Siri salió, abrumada, muy emocionada, saludó al público, me dio las gracias, de nuevo, una vez más, y nos sentamos. A partir de entonces, la magia de las palabras, oportunas, escogidas, pertinentes, inspiradoras, nos embriagó. Ninguna de las preguntas que había preparado se referían, no estaban relacionadas, siquiera, con el fallecimiento de Auster. La intimidad, de nuevo, su intimidad, quería preservarla. Pero, al plantearle qué le quedaba por escribir, a ella, que comenzó a los 14 años, Siri empezó a hablar de su marido, de su enfermedad, del tratamiento, de su cuidado, del amor, hacia él, hacia los libros, de la escritura, la suya y la de él, de toda una vida compartida, interrumpida, en este espacio, en este tiempo, por la muerte. Al acabar esa intervención, el público rompió en aplausos, y yo lo agradecí, esos momentos, para tomar aire, coger aliento, y, sobre todo, contener las lágrimas.
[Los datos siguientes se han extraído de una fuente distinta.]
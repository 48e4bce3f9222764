// Copyright 2025 the Minkowski Authors
// SPDX-License-Identifier: Apache-2.0 OR MIT

//! Grid lines for a moving frame, and the light-ray reference.

use kurbo::{Line, Rect};
use minkowski_lorentz::{Velocity, add_velocity};

use crate::{GridConfig, SegmentPath};

/// Tilt of the grid drawn for an actor moving at `actor` under boost `boost`.
///
/// This is `atan` of the relativistic sum of the two velocities, in radians.
#[must_use]
pub fn grid_angle(actor: Velocity, boost: Velocity) -> f64 {
    libm::atan(add_velocity(actor, boost).get())
}

/// Builds both grid-line families for a frame tilted by `angle`.
///
/// The first `grid.segments` lines are lines of constant position, running
/// from time `-extent` to `extent`. The next `grid.segments` are lines of
/// constant time, running from position `-extent` to `extent`. Every line is
/// its own segment.
#[must_use]
pub fn grid_lines(angle: f64, extent: f64, grid: &GridConfig) -> SegmentPath {
    let slope = libm::tan(angle);
    let half = (grid.segments / 2) as f64;
    let offsets = (0..grid.segments).map(move |k| (k as f64 - half) * grid.spacing);

    let position_lines = offsets
        .clone()
        .map(|o| Line::new((o - extent * slope, -extent), (o + extent * slope, extent)));
    let simultaneity_lines =
        offsets.map(|o| Line::new((-extent, o - extent * slope), (extent, o + extent * slope)));

    let mut path = SegmentPath::with_line_capacity(2 * grid.segments);
    for line in position_lines.chain(simultaneity_lines) {
        path.push_line(line);
    }
    path
}

/// The two light rays through the origin, spanning `scale` times `bounds`.
#[must_use]
pub fn light_rays(bounds: Rect, scale: f64) -> SegmentPath {
    let (x0, x1) = (scale * bounds.x0, scale * bounds.x1);
    let (y0, y1) = (scale * bounds.y0, scale * bounds.y1);
    [Line::new((x0, y0), (x1, y1)), Line::new((x1, y0), (x0, y1))]
        .into_iter()
        .collect()
}

#[cfg(test)]
mod tests {
    extern crate std;

    use std::vec::Vec;

    use kurbo::Point;

    use super::*;

    #[test]
    fn rest_frame_grid_is_axis_aligned() {
        let grid = GridConfig::default();
        let path = grid_lines(grid_angle(Velocity::ZERO, Velocity::ZERO), 20.0, &grid);
        assert_eq!(path.len(), 2 * 42 * 3);

        let lines: Vec<Line> = path.segments().collect();
        assert_eq!(lines.len(), 84);

        // Position lines are vertical, offsets run -21..=20.
        assert_eq!(lines[0], Line::new((-21.0, -20.0), (-21.0, 20.0)));
        assert_eq!(lines[41], Line::new((20.0, -20.0), (20.0, 20.0)));
        // Simultaneity lines are horizontal.
        assert_eq!(lines[42], Line::new((-20.0, -21.0), (20.0, -21.0)));
        assert_eq!(lines[83], Line::new((-20.0, 20.0), (20.0, 20.0)));
    }

    #[test]
    fn tilted_grid_follows_the_combined_velocity() {
        let half = Velocity::new(0.5).unwrap();
        let angle = grid_angle(half, half);
        assert!((libm::tan(angle) - 0.8).abs() < 1e-12);

        let grid = GridConfig {
            segments: 2,
            ..GridConfig::default()
        };
        let path = grid_lines(angle, 10.0, &grid);
        let lines: Vec<Line> = path.segments().collect();
        assert_eq!(lines.len(), 4);

        // Constant-position line through offset -1: x = -1 + 0.8 t.
        let p = lines[0];
        assert!((p.p0.x - (-1.0 - 8.0)).abs() < 1e-9);
        assert!((p.p1.x - (-1.0 + 8.0)).abs() < 1e-9);
        assert_eq!((p.p0.y, p.p1.y), (-10.0, 10.0));

        // Constant-time line through offset 0: t = 0.8 x.
        let s = lines[3];
        assert_eq!((s.p0.x, s.p1.x), (-10.0, 10.0));
        assert!((s.p0.y + 8.0).abs() < 1e-9);
        assert!((s.p1.y - 8.0).abs() < 1e-9);
    }

    #[test]
    fn light_rays_cross_at_the_origin() {
        let rays = light_rays(Rect::new(-10.0, -10.0, 10.0, 10.0), 2.0);
        let lines: Vec<Line> = rays.segments().collect();
        assert_eq!(
            lines,
            [
                Line::new((-20.0, -20.0), (20.0, 20.0)),
                Line::new((20.0, -20.0), (-20.0, 20.0)),
            ]
        );
        for line in lines {
            assert_eq!(line.midpoint(), Point::ZERO);
        }
    }
}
Luego seguí, de su mano, atenta a cada una de sus frases, hasta el final, cuando volvimos a abrazarnos, en mitad del escenario, frente al público, ya sin miedo a romper el delicado equilibrio de la emoción compartida. Esa noche, dormí descansando, algo que pocas veces, casi nunca consigo. Soy una privilegiada. Habito ese mundo que Siri Hustvedt lleva tantos años construyendo, con delicadeza y devoción, en cada una de sus obras. Musa insumisa, su literatura nos hace mejores seres humanos.